10. And, Simon: Simon was actually the one who pointed out I was, in fact, in an existential crisis, and perhaps served as the most important pawn of the whole thing. I met Simon about three months after my long-term boyfriend and I broke up. Although I did not realize it, at the time, I was still in this strange post-breakup survival trance; I was still very numb to the world, very unsure of myself, and was still doing whatever I could to just get through, one day at a time. I remember practicing for that dreaded time he would ask me about my past relationships, and I could ramble off, like a robot: “I dated this guy for a while. We broke up this summer. I am really glad because then I would not have met you”. I actually can’t imagine what dating me was really like at this time, because I was so sporadic, anxious, and awkward. He certainly was a trooper, and I would not blame him one bit for putting me down in the category of “Crazy Girls I Once Dated” (we all kind of have those ‘What Was I Thinking’ lists).

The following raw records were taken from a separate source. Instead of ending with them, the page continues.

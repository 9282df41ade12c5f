mod auth;
mod cart;
mod category;
mod checkout;
mod config;
mod contact;
mod content;
mod delivery;
mod newsletter;
mod notification;
mod order;
mod payments;
mod pool;
mod product;
mod review;
mod rmq;
mod state;
mod utils;
mod webhook;

use std::sync::Arc;

use axum::Router;
use diesel::{Connection, PgConnection};
use diesel_migrations::{EmbeddedMigrations, MigrationHarness, embed_migrations};
use listenfd::ListenFd;
use tokio::net::TcpListener;
use tower_http::cors::CorsLayer;
use tower_http::trace::TraceLayer;
use tracing::info;
use tracing_subscriber::EnvFilter;

use crate::config::Config;
use crate::payments::PaymentClient;
use crate::state::AppState;

pub const MIGRATIONS: EmbeddedMigrations = embed_migrations!("migrations/");

#[tokio::main]
async fn main() {
    dotenvy::dotenv().ok();

    tracing_subscriber::fmt()
        .with_env_filter(
            EnvFilter::try_from_default_env().unwrap_or_else(|_| EnvFilter::new("info")),
        )
        .init();

    let config = Arc::new(Config::load());

    run_migrations(config.database_url.clone()).await;

    let pool = pool::get_pool(&config.database_url)
        .await
        .expect("failed to create db pool");
    let payments = PaymentClient::new(&config);
    let state = AppState {
        pool,
        config: config.clone(),
        payments,
    };

    rmq::spawn_consumer(config.clone());

    let routes = Router::new()
        .merge(auth::routes::get_routes())
        .merge(product::routes::get_routes())
        .merge(category::routes::get_routes())
        .merge(cart::routes::get_routes())
        .merge(delivery::routes::get_routes())
        .merge(checkout::routes::get_routes())
        .merge(order::routes::get_routes())
        .merge(webhook::routes::get_routes())
        .merge(notification::routes::get_routes())
        .merge(review::routes::get_routes())
        .merge(newsletter::routes::get_routes())
        .merge(contact::routes::get_routes())
        .merge(content::routes::get_routes());

    let app = Router::new()
        .nest("/api", routes)
        .fallback(utils::handler_404)
        .layer(TraceLayer::new_for_http())
        .layer(CorsLayer::permissive())
        .with_state(state);

    // systemfd-provided socket during development, plain bind otherwise
    let mut listenfd = ListenFd::from_env();
    let listener = match listenfd.take_tcp_listener(0).unwrap() {
        Some(listener) => {
            listener.set_nonblocking(true).unwrap();
            TcpListener::from_std(listener).unwrap()
        }
        None => TcpListener::bind(("0.0.0.0", config.port)).await.unwrap(),
    };

    info!("listening on {}", listener.local_addr().unwrap());

    axum::serve(listener, app)
        .with_graceful_shutdown(shutdown_signal())
        .await
        .unwrap();
}

async fn run_migrations(database_url: String) {
    tokio::task::spawn_blocking(move || {
        let mut conn =
            PgConnection::establish(&database_url).expect("failed to connect for migrations");
        conn.run_pending_migrations(MIGRATIONS)
            .expect("failed to run migrations");
    })
    .await
    .expect("migration task panicked");
}

async fn shutdown_signal() {
    let ctrl_c = async {
        tokio::signal::ctrl_c()
            .await
            .expect("failed to install Ctrl+C handler");
    };

    #[cfg(unix)]
    let terminate = async {
        tokio::signal::unix::signal(tokio::signal::unix::SignalKind::terminate())
            .expect("failed to install signal handler")
            .recv()
            .await;
    };

    #[cfg(not(unix))]
    let terminate = std::future::pending::<()>();

    tokio::select! {
        _ = ctrl_c => {},
        _ = terminate => {},
    }

    info!("shutting down");
}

He was much older than anyone I ever dated, and he gave me a glimpse of what a more mature, adult relationship looks like. We stopped talking about five months after we met (mostly due to some slightly irrational thoughts on my part), but the ideas Simon planted and the questions he asked me to consider exploded as I continued searching for my sense of self in the proceeding next few months. Through our conversations, he brought up many questions I never thought about, and after we stopped talking, I began searching for my own answers to these questions. He asked me if I wanted to settle down in Colorado, and at the time, I didn’t know. But, I later realized that I am actually a wanderer, a modern-day gypsie. I love being in new places and meeting new people, because there is always new knowledge to gain, the world has so much to offer, and while I love living in Colorado, and I love teaching high school, there will probably come a time that I get bored of it, tired of the monotonous routine, and I will move on to something different. He would ask me what kind of wedding I envisioned having, and at the time, I didn’t know. But, after working a wedding at the golf course this summer, I realized I probably cannot have a wedding, because I probably would be too emotional and overcome with gratitude of the people who showed up for me, that I couldn’t even make it down the aisle. He would ask me stories about my childhood, and at the time, I didn’t really know any, because it had been so long since I had to share those with someone. But, as I began inspecting my roots, I also began digging up my favorite stories of my childhood, my high school and college years, and I began learning how to re-formulate and re-tell the stories to explain why I am the way I am. And, he would ask me questions about my teaching philosophy, my political opinions, my religious affiliations. At the time, I didn’t know. But, as I started grad school, I began re-examining these things, finding holes in places I didn’t have an opinion on, and began researching and investigating. Now, I know that I don’t support big business exploiting the masses, I think every politician is a skeeze, and society is just very, very corrupt.

(SEE: Liking Someone, and Caring for SomeoneMy Thoughts on Abortion, Same Sex Marriage, and the Likes, What’s Your Quality of Life, The Power of Vulnerability, Infidelity, The 10 Most Influential Events in My Life Thus Far)

I can’t tell you how amazing this journey has been, and I can’t thank these guides enough for their influence in my crisis. While I am still uncertain what career I will eventually retire in, I do know that, as long as I am creating and transmitting ideas, I will be happy. While I am still figuring out what my own personal concept of heaven and hell is, I do know that I believe we are too great of creatures and too many unexplained phenomenons for something to not exist. And, while I am not sure who my ‘Prince Charming’ will end up being, I do know that he will be of the boy-scout type, a hard worker, probably someone who reuses his plastic water bottle for five months like I do, and always up for a really good time.

But, boy, am I glad that existential crisis is over, because it sure was hard work.

(And, still not really sure where my irrational fear of fish came from. Perhaps that is set for the next identity crisis).